Finding a happy medium between working from home, and ensuring your children manage their remote learning isn't easy, which is why it takes a range of skills to get it right. Here's what you need to know.

Have a designated work area

Hot-desking at home just doesn't work. If you want to get into work mode, you need a designated work area, in the same way, that your child needs a study area. Your space should be easy to access, be customised to your needs (equipment-wise), and have agreed on boundaries around it. For instance, the family should know that this is your area between the hours of X and Y and that no-one can take equipment from your desk without asking.

Don't work in the same area as your child

As tempting as it is to work in the same room as your child, this won't work for several reasons; firstly children don't know the rules around working life so are bound to annoy you. Secondly, your child will have their way of studying, and it's likely not to meet your standards. Constantly policing them is also distracting for you and frustrating for them. Allow them their own space and autonomy, and they will get their tasks done.

Let an expert help you both

The vast majority of us are not teachers, which means while we can help with some subject areas and explain specific methods, we don't always have the right skills or processes to help our children. If you and your child are always at loggerheads over their work, it can help both of you to bring an expert in.

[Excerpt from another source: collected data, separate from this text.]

//! Geometry kernel.
//!
//! Pure predicates over pixel-space points. None of these can fail; degenerate
//! input produces a well-defined answer instead.

use zonecount_models::{BoundingBox, Point};

/// Ray-casting containment test. The polygon is closed implicitly.
///
/// Points exactly on an edge may land on either side.
pub fn point_in_polygon(point: Point, polygon: &[Point]) -> bool {
    if polygon.len() < 3 {
        return false;
    }

    let mut inside = false;
    let mut j = polygon.len() - 1;
    for i in 0..polygon.len() {
        let a = polygon[i];
        let b = polygon[j];
        if (a.y > point.y) != (b.y > point.y) {
            let x_cross = (b.x - a.x) * (point.y - a.y) / (b.y - a.y) + a.x;
            if point.x < x_cross {
                inside = !inside;
            }
        }
        j = i;
    }
    inside
}

/// Signed side of `point` relative to the directed line `start -> end`.
///
/// Positive and negative denote the two half-planes; zero means on the line
/// (or a degenerate line).
#[inline]
pub fn side_of_line(point: Point, start: Point, end: Point) -> f64 {
    (end.x - start.x) * (point.y - start.y) - (end.y - start.y) * (point.x - start.x)
}

/// Perpendicular distance from `point` to the infinite line through
/// `start` and `end`. Zero when the line is degenerate.
pub fn distance_to_line(point: Point, start: Point, end: Point) -> f64 {
    let dx = end.x - start.x;
    let dy = end.y - start.y;
    let len = dx.hypot(dy);
    if len == 0.0 {
        return 0.0;
    }
    side_of_line(point, start, end).abs() / len
}

/// Unsigned polygon area (shoelace formula).
pub fn polygon_area(polygon: &[Point]) -> f64 {
    if polygon.len() < 3 {
        return 0.0;
    }
    let twice: f64 = polygon
        .iter()
        .zip(polygon.iter().cycle().skip(1))
        .map(|(a, b)| a.x * b.y - b.x * a.y)
        .sum();
    twice.abs() / 2.0
}

/// Clip a polygon against an axis-aligned box (Sutherland-Hodgman).
///
/// The box is convex, so any subject polygon clips correctly; concave input
/// may yield zero-width bridges, which contribute no area.
pub fn clip_polygon_to_rect(polygon: &[Point], rect: &BoundingBox) -> Vec<Point> {
    let rect = rect.normalized();
    let mut output: Vec<Point> = polygon.to_vec();

    for edge in [ClipEdge::Left, ClipEdge::Right, ClipEdge::Top, ClipEdge::Bottom] {
        if output.is_empty() {
            break;
        }
        let input = std::mem::take(&mut output);
        let mut prev = input[input.len() - 1];
        for &current in &input {
            let cur_in = edge.contains(current, &rect);
            let prev_in = edge.contains(prev, &rect);
            if cur_in {
                if !prev_in {
                    output.push(edge.intersect(prev, current, &rect));
                }
                output.push(current);
            } else if prev_in {
                output.push(edge.intersect(prev, current, &rect));
            }
            prev = current;
        }
    }
    output
}

#[derive(Debug, Clone, Copy)]
enum ClipEdge {
    Left,
    Right,
    Top,
    Bottom,
}

impl ClipEdge {
    fn contains(self, p: Point, rect: &BoundingBox) -> bool {
        match self {
            ClipEdge::Left => p.x >= rect.x1,
            ClipEdge::Right => p.x <= rect.x2,
            ClipEdge::Top => p.y >= rect.y1,
            ClipEdge::Bottom => p.y <= rect.y2,
        }
    }

    fn intersect(self, a: Point, b: Point, rect: &BoundingBox) -> Point {
        match self {
            ClipEdge::Left => intersect_vertical(a, b, rect.x1),
            ClipEdge::Right => intersect_vertical(a, b, rect.x2),
            ClipEdge::Top => intersect_horizontal(a, b, rect.y1),
            ClipEdge::Bottom => intersect_horizontal(a, b, rect.y2),
        }
    }
}

/// Fraction of the box area that lies inside the polygon, in [0, 1].
pub fn box_overlap_fraction(bbox: &BoundingBox, polygon: &[Point]) -> f64 {
    let area = bbox.area();
    if area <= 0.0 {
        return if point_in_polygon(bbox.centroid(), polygon) { 1.0 } else { 0.0 };
    }
    let clipped = clip_polygon_to_rect(polygon, bbox);
    (polygon_area(&clipped) / area).clamp(0.0, 1.0)
}

fn intersect_vertical(a: Point, b: Point, x: f64) -> Point {
    let t = (x - a.x) / (b.x - a.x);
    Point::new(x, a.y + t * (b.y - a.y))
}

fn intersect_horizontal(a: Point, b: Point, y: f64) -> Point {
    let t = (y - a.y) / (b.y - a.y);
    Point::new(a.x + t * (b.x - a.x), y)
}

This could be a YouTube vlogger (there are several teacher channels aimed at all key stages and subjects), online resources of which there are plenty or the help of an online tutor. This will take the pressure off a charged situation and allow your relationship to move back to one of parent and child.

Plan the day

To work more efficiently, it also pays to get your critical work tasks done at the start of the day. It's only when you can focus with undivided attention for at least 10-15 minutes that you can get into the flow state, where you'll be able to be productive. Accessing this early then allows you to be able to switch your focus between work and helping your kids for the rest of the day.

Be clear about what you're going to work on

When you are not entirely clear about what you're going to work on, it's hard to be productive. You'll either switch between multiple different tasks too quickly or get distracted. To help pick one specific job that you're going to work on each day and stick to it.

This technique also works well for students. Rather than have them structure their day as they would at school with a different topic every hour, have them focus on one area per day with clear goals and outcomes.

Be realistic about work and study hours

It's tough to work from home so you have to be realistic about the hours you can work while your kids are home. If work or studying takes precedence, it can lead to life at home becoming too overwhelming for everyone, especially your children.

To ease this, set aside time to chat and listen to each other's concerns each day. Think about what's working and allow everyone to have a voice in what's happening. It also pays to keep to a flexible routine where you all check-in multiple times a day, perhaps around lunchtime, dinnertime and a break mid-morning. This way, you keep a connection going and avoid any boredom related behaviours.